[
https://issues.apache.org/jira/browse/FLINK-23854?page=com.atlassian.jira.plugin.system.issuetabpanels:all-tabpanel
]
ASF GitHub Bot updated FLINK-23854:
-----------------------------------
Labels: pull-request-available release-testing (was: release-testing)

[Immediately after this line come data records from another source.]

use crate::auth::{resolve_user, TokenKeys};
use crate::orm::users;
use crate::permission::{is_permitted, Action};
use crate::web::error::ApiError;
use actix_web::dev::Payload;
use actix_web::http::header::AUTHORIZATION;
use actix_web::{web::Data, FromRequest, HttpRequest};
use futures::future::LocalBoxFuture;
use sea_orm::DatabaseConnection;

/// Who is making the request.
#[derive(Clone, Debug)]
pub enum Identity {
    /// No Authorization header.
    Guest,
    /// A bearer token was sent but is invalid, expired, or names an
    /// inactive or deleted user.
    Rejected,
    User(users::Model),
}

/// Client context passed to routes.
/// Built once per request from the bearer token; handlers never read
/// identity from anywhere else.
#[derive(Clone, Debug)]
pub struct ClientCtx {
    identity: Identity,
}

impl Default for ClientCtx {
    fn default() -> Self {
        Self {
            identity: Identity::Guest,
        }
    }
}

impl ClientCtx {
    pub fn new(identity: Identity) -> Self {
        Self { identity }
    }

    pub fn identity(&self) -> &Identity {
        &self.identity
    }

    /// Returns either the user's id or None.
    pub fn get_id(&self) -> Option<i32> {
        self.get_user().map(|u| u.id)
    }

    pub fn get_user(&self) -> Option<&users::Model> {
        match &self.identity {
            Identity::User(user) => Some(user),
            _ => None,
        }
    }

    pub fn is_user(&self) -> bool {
        self.get_user().is_some()
    }

    pub fn is_admin(&self) -> bool {
        self.get_user().map_or(false, |u| u.is_admin())
    }

    /// True for the owner of a resource and for admins.
    pub fn is_owner_or_admin(&self, owner_id: i32) -> bool {
        self.get_user()
            .map_or(false, |u| u.id == owner_id || u.is_admin())
    }

    /// Require user to be logged in. Returns the user or 401.
    pub fn require_login(&self) -> Result<&users::Model, ApiError> {
        match &self.identity {
            Identity::User(user) => Ok(user),
            Identity::Rejected => Err(ApiError::unauthorized("Invalid or expired token")),
            Identity::Guest => Err(ApiError::unauthorized("Authentication required")),
        }
    }

    /// Require the policy to allow `action` for this user. 401 for guests,
    /// 403 when denied.
    pub fn require(&self, action: Action) -> Result<&users::Model, ApiError> {
        let user = self.require_login()?;
        if !is_permitted(user.role, action, false) {
            return Err(ApiError::forbidden("Insufficient permissions"));
        }
        Ok(user)
    }

    /// Same as `require`, for an action on a resource owned by `owner_id`.
    pub fn require_on(&self, action: Action, owner_id: i32) -> Result<&users::Model, ApiError> {
        let user = self.require_login()?;
        if !is_permitted(user.role, action, user.id == owner_id) {
            return Err(ApiError::forbidden("You don't own this resource"));
        }
        Ok(user)
    }
}

/// Token from an `Authorization: Bearer <token>` header.
fn bearer_token(req: &HttpRequest) -> Option<String> {
    let value = req.headers().get(AUTHORIZATION)?.to_str().ok()?;
    let (scheme, token) = value.trim().split_once(' ')?;
    if !scheme.eq_ignore_ascii_case("bearer") {
        return None;
    }
    let token = token.trim();
    (!token.is_empty()).then(|| token.to_owned())
}

/// This implementation is what actually provides the `client: ClientCtx` in the parameters of route functions.
impl FromRequest for ClientCtx {
    type Error = ApiError;
    type Future = LocalBoxFuture<'static, Result<Self, Self::Error>>;

    fn from_request(req: &HttpRequest, _: &mut Payload) -> Self::Future {
        let has_header = req.headers().contains_key(AUTHORIZATION);
        let token = bearer_token(req);
        let db = req.app_data::<Data<DatabaseConnection>>().cloned();
        let keys = req.app_data::<Data<TokenKeys>>().cloned();

        Box::pin(async move {
            let token = match token {
                Some(token) => token,
                None if has_header => return Ok(ClientCtx::new(Identity::Rejected)),
                None => return Ok(ClientCtx::default()),
            };

            let (db, keys) = match (db, keys) {
                (Some(db), Some(keys)) => (db, keys),
                _ => {
                    log::error!("ClientCtx extracted without database or token keys registered");
                    return Err(ApiError::Internal);
                }
            };

            let identity = match resolve_user(&db, &keys, &token).await? {
                Some(user) => Identity::User(user),
                None => Identity::Rejected,
            };
            Ok(ClientCtx::new(identity))
        })
    }
}

#[cfg(test)]
mod tests {
    use super::*;
    use crate::orm::users::Role;
    use actix_web::test::TestRequest;
    use chrono::Utc;

    fn user(id: i32, role: Role) -> users::Model {
        let now = Utc::now().naive_utc();
        users::Model {
            id,
            email: format!("user{}@ada.edu.az", id),
            password_hash: String::new(),
            first_name: "Test".to_owned(),
            last_name: "User".to_owned(),
            role,
            is_active: true,
            created_at: now,
            updated_at: now,
        }
    }

    #[test]
    fn test_bearer_token_parsing() {
        let req = TestRequest::default()
            .insert_header((AUTHORIZATION, "Bearer abc.def.ghi"))
            .to_http_request();
        assert_eq!(bearer_token(&req).as_deref(), Some("abc.def.ghi"));

        let req = TestRequest::default()
            .insert_header((AUTHORIZATION, "bearer   xyz"))
            .to_http_request();
        assert_eq!(bearer_token(&req).as_deref(), Some("xyz"));

        let req = TestRequest::default()
            .insert_header((AUTHORIZATION, "Basic dXNlcjpwYXNz"))
            .to_http_request();
        assert!(bearer_token(&req).is_none());

        let req = TestRequest::default().to_http_request();
        assert!(bearer_token(&req).is_none());
    }

    #[test]
    fn test_guest_requires_login() {
        let client = ClientCtx::default();
        assert!(!client.is_user());
        assert!(matches!(client.require_login(), Err(ApiError::Unauthorized(_))));
        assert!(matches!(
            client.require(Action::SubmitReview),
            Err(ApiError::Unauthorized(_))
        ));
    }

    #[test]
    fn test_rejected_token_message() {
        let client = ClientCtx::new(Identity::Rejected);
        match client.require_login() {
            Err(ApiError::Unauthorized(msg)) => assert_eq!(msg, "Invalid or expired token"),
            other => panic!("unexpected: {:?}", other),
        }
    }

    #[test]
    fn test_student_forbidden_from_admin_actions() {
        let client = ClientCtx::new(Identity::User(user(1, Role::Student)));
        assert!(client.require(Action::SubmitReview).is_ok());
        assert!(matches!(
            client.require(Action::ModerateReviews),
            Err(ApiError::Forbidden(_))
        ));
    }

    #[test]
    fn test_ownership() {
        let client = ClientCtx::new(Identity::User(user(1, Role::Student)));
        assert!(client.require_on(Action::EditReview, 1).is_ok());
        assert!(matches!(
            client.require_on(Action::EditReview, 2),
            Err(ApiError::Forbidden(_))
        ));

        let admin = ClientCtx::new(Identity::User(user(9, Role::Admin)));
        assert!(admin.require_on(Action::DeleteComment, 2).is_ok());
        assert!(admin.is_owner_or_admin(2));
    }
}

> KafkaSink error when restart from the checkpoint with a lower parallelism by
> exactly-once guarantee
> ---------------------------------------------------------------------------------------------------
>
> Key: FLINK-23854
> URL: https://issues.apache.org/jira/browse/FLINK-23854
> Project: Flink
> Issue Type: Bug
> Components: Connectors / Kafka
> Affects Versions: 1.14.0
> Reporter: Hang Ruan
> Assignee: Arvid Heise
> Priority: Blocker
> Labels: pull-request-available, release-testing
>
> The KafkaSink throws the exception when restarted with a lower parallelism
> and the exactly-once guarantee. The exception is like this.
> {noformat}
> java.lang.IllegalStateException: Internal error: It is expected that state
> from previous executions is distributed to the same subtask id.
> at org.apache.flink.util.Preconditions.checkState(Preconditions.java:193)
> at
> org.apache.flink.connector.kafka.sink.KafkaWriter.recoverAndInitializeState(KafkaWriter.java:178)
>
> at
> org.apache.flink.connector.kafka.sink.KafkaWriter.<init>(KafkaWriter.java:130)
>
> at
> org.apache.flink.connector.kafka.sink.KafkaSink.createWriter(KafkaSink.java:99)
>
> at
> org.apache.flink.streaming.runtime.operators.sink.SinkOperator.initializeState(SinkOperator.java:134)
>
> at
> org.apache.flink.streaming.api.operators.StreamOperatorStateHandler.initializeOperatorState(StreamOperatorStateHandler.java:118)
>
> at
> org.apache.flink.streaming.api.operators.AbstractStreamOperator.initializeState(AbstractStreamOperator.java:286)
>
> at
> org.apache.flink.streaming.runtime.tasks.RegularOperatorChain.initializeStateAndOpenOperators(RegularOperatorChain.java:109)
>
> at
> org.apache.flink.streaming.runtime.tasks.StreamTask.restoreGates(StreamTask.java:690)
>
> at
> org.apache.flink.streaming.runtime.tasks.StreamTaskActionExecutor$1.call(StreamTaskActionExecutor.java:55)
>
> at
> org.apache.flink.streaming.runtime.tasks.StreamTask.executeRestore(StreamTask.java:666)
>
> at
> org.apache.flink.streaming.runtime.tasks.StreamTask.runWithCleanUpOnFail(StreamTask.java:785)
>
> at
> org.apache.flink.streaming.runtime.tasks.StreamTask.restore(StreamTask.java:638)
>
> at org.apache.flink.runtime.taskmanager.Task.doRun(Task.java:766)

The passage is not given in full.